_How to complete this task_
Your task is to find every line in the records that holds the string "impl" and copy it.
*** Input records ***
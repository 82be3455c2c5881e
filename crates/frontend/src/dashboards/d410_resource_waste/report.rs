//! "Email report" flow: recipients, one request at a time, outcome toast.

use std::cell::RefCell;

use async_trait::async_trait;
use contracts::dashboards::d410_resource_waste::{ColumnSchema, SendReportRequest, SendReportResponse};
use thiserror::Error;

use crate::shared::config::{ApiConfig, NotificationConfig, ReportConfig};
use crate::shared::history::{CookieBackend, CookieJar};

use super::api;
use super::store::FilterState;

#[derive(Debug, Clone, PartialEq, Eq, Error)]
pub enum SubmitError {
    #[error("enter at least one email address")]
    EmptyRecipients,
    #[error("a report is already being sent")]
    InFlight,
    #[error("{0}")]
    Transport(String),
    #[error("report service refused the request: {}", .0.as_deref().unwrap_or("no reason given"))]
    Rejected(Option<String>),
}

#[derive(Debug, Clone, Copy, PartialEq, Eq)]
pub enum NotificationKind {
    Success,
    Error,
}

/// Transient toast; the UI drops it after `ttl_ms`
#[derive(Debug, Clone, PartialEq, Eq)]
pub struct Notification {
    pub kind: NotificationKind,
    pub message: String,
    pub ttl_ms: u32,
}

/// The one toast on screen. Each `show` takes a new ticket, so an expiring
/// timer only clears the toast it was started for, even when a newer toast
/// carries the same text.
#[derive(Debug, Clone, Default, PartialEq, Eq)]
pub struct ToastSlot {
    generation: u64,
    current: Option<(u64, Notification)>,
}

impl ToastSlot {
    pub fn show(&mut self, note: Notification) -> u64 {
        self.generation = self.generation.wrapping_add(1);
        self.current = Some((self.generation, note));
        self.generation
    }

    /// Clears the toast if `ticket` still owns it
    pub fn expire(&mut self, ticket: u64) -> bool {
        match &self.current {
            Some((owner, _)) if *owner == ticket => {
                self.current = None;
                true
            }
            _ => false,
        }
    }

    pub fn current(&self) -> Option<&Notification> {
        self.current.as_ref().map(|(_, note)| note)
    }
}

#[async_trait(?Send)]
pub trait ReportTransport {
    async fn send(&self, request: &SendReportRequest) -> Result<SendReportResponse, String>;
}

/// `POST {send_report_path}` through gloo-net
pub struct HttpReportTransport {
    api: ApiConfig,
}

impl HttpReportTransport {
    pub fn new(api: ApiConfig) -> Self {
        Self { api }
    }
}

#[async_trait(?Send)]
impl ReportTransport for HttpReportTransport {
    async fn send(&self, request: &SendReportRequest) -> Result<SendReportResponse, String> {
        api::send_report(&self.api, request).await
    }
}

pub struct ReportSubmitter {
    /// Recipients of the request being sent
    in_flight: Option<String>,
    emails: String,
    cookie_name: String,
    cookie_ttl_days: u32,
    notification_ttl_ms: u32,
}

impl ReportSubmitter {
    pub fn new(report: &ReportConfig, notifications: &NotificationConfig) -> Self {
        Self {
            in_flight: None,
            emails: String::new(),
            cookie_name: report.cookie_name.clone(),
            cookie_ttl_days: report.cookie_ttl_days,
            notification_ttl_ms: notifications.ttl_ms,
        }
    }

    /// Pre-fills the recipients saved by the last successful send
    pub fn prefill<C: CookieBackend>(&mut self, cookies: &CookieJar<C>) {
        if let Some(saved) = cookies.get_cookie(&self.cookie_name) {
            self.emails = saved;
        }
    }

    pub fn emails(&self) -> &str {
        &self.emails
    }

    pub fn set_emails(&mut self, emails: &str) {
        self.emails = emails.to_string();
    }

    pub fn is_in_flight(&self) -> bool {
        self.in_flight.is_some()
    }

    pub fn can_submit(&self) -> bool {
        self.can_submit_with(&self.emails)
    }

    /// Same check against recipients still being typed
    pub fn can_submit_with(&self, emails: &str) -> bool {
        self.in_flight.is_none() && !emails.trim().is_empty()
    }

    /// Builds the request for the current view and marks the submission in
    /// flight. Nothing is sent when this fails.
    pub fn prepare(
        &mut self,
        emails: &str,
        snapshot: &FilterState,
        columns: &ColumnSchema,
    ) -> Result<SendReportRequest, SubmitError> {
        if self.in_flight.is_some() {
            return Err(SubmitError::InFlight);
        }
        let emails = emails.trim();
        if emails.is_empty() {
            return Err(SubmitError::EmptyRecipients);
        }

        self.emails = emails.to_string();
        self.in_flight = Some(self.emails.clone());

        Ok(SendReportRequest {
            to_emails: self.emails.clone(),
            execution_id: snapshot.execution_id.clone(),
            resource_type: snapshot.current_resource.clone(),
            filters: snapshot.filters.clone(),
            search: snapshot.table.search_text.clone(),
            columns: columns.names(),
        })
    }

    /// Ends the in-flight submission. Recipients are remembered in a cookie
    /// and the field is cleared only when the service confirmed the send.
    pub fn complete<C: CookieBackend>(
        &mut self,
        outcome: Result<SendReportResponse, SubmitError>,
        cookies: &CookieJar<C>,
    ) -> Notification {
        let recipients = self.in_flight.take().unwrap_or_default();

        let outcome = outcome.and_then(|response| {
            if response.is_success() {
                Ok(response)
            } else {
                Err(SubmitError::Rejected(response.message))
            }
        });

        match outcome {
            Ok(_) => {
                cookies.set_cookie(&self.cookie_name, &recipients, self.cookie_ttl_days);
                self.emails.clear();
                log::info!("report: sent");
                self.notification(NotificationKind::Success, "Report sent successfully".to_string())
            }
            Err(e) => {
                log::error!("report: send failed: {}", e);
                self.notification(NotificationKind::Error, format!("Failed to send report: {}", e))
            }
        }
    }

    fn notification(&self, kind: NotificationKind, message: String) -> Notification {
        Notification {
            kind,
            message,
            ttl_ms: self.notification_ttl_ms,
        }
    }
}

/// Runs one submission end to end.
///
/// The `RefCell` is never borrowed across the network await, so the UI can
/// read `can_submit()` while the request is pending.
pub async fn submit<T, C>(
    submitter: &RefCell<ReportSubmitter>,
    transport: &T,
    emails: &str,
    snapshot: &FilterState,
    columns: &ColumnSchema,
    cookies: &CookieJar<C>,
) -> Result<Notification, SubmitError>
where
    T: ReportTransport + ?Sized,
    C: CookieBackend,
{
    let request = submitter.borrow_mut().prepare(emails, snapshot, columns)?;
    let outcome = transport
        .send(&request)
        .await
        .map_err(SubmitError::Transport);
    Ok(submitter.borrow_mut().complete(outcome, cookies))
}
*** End of Input records ***
_Answer to this problem_
impl ToastSlot {
impl HttpReportTransport {
impl ReportTransport for HttpReportTransport {
impl ReportSubmitter {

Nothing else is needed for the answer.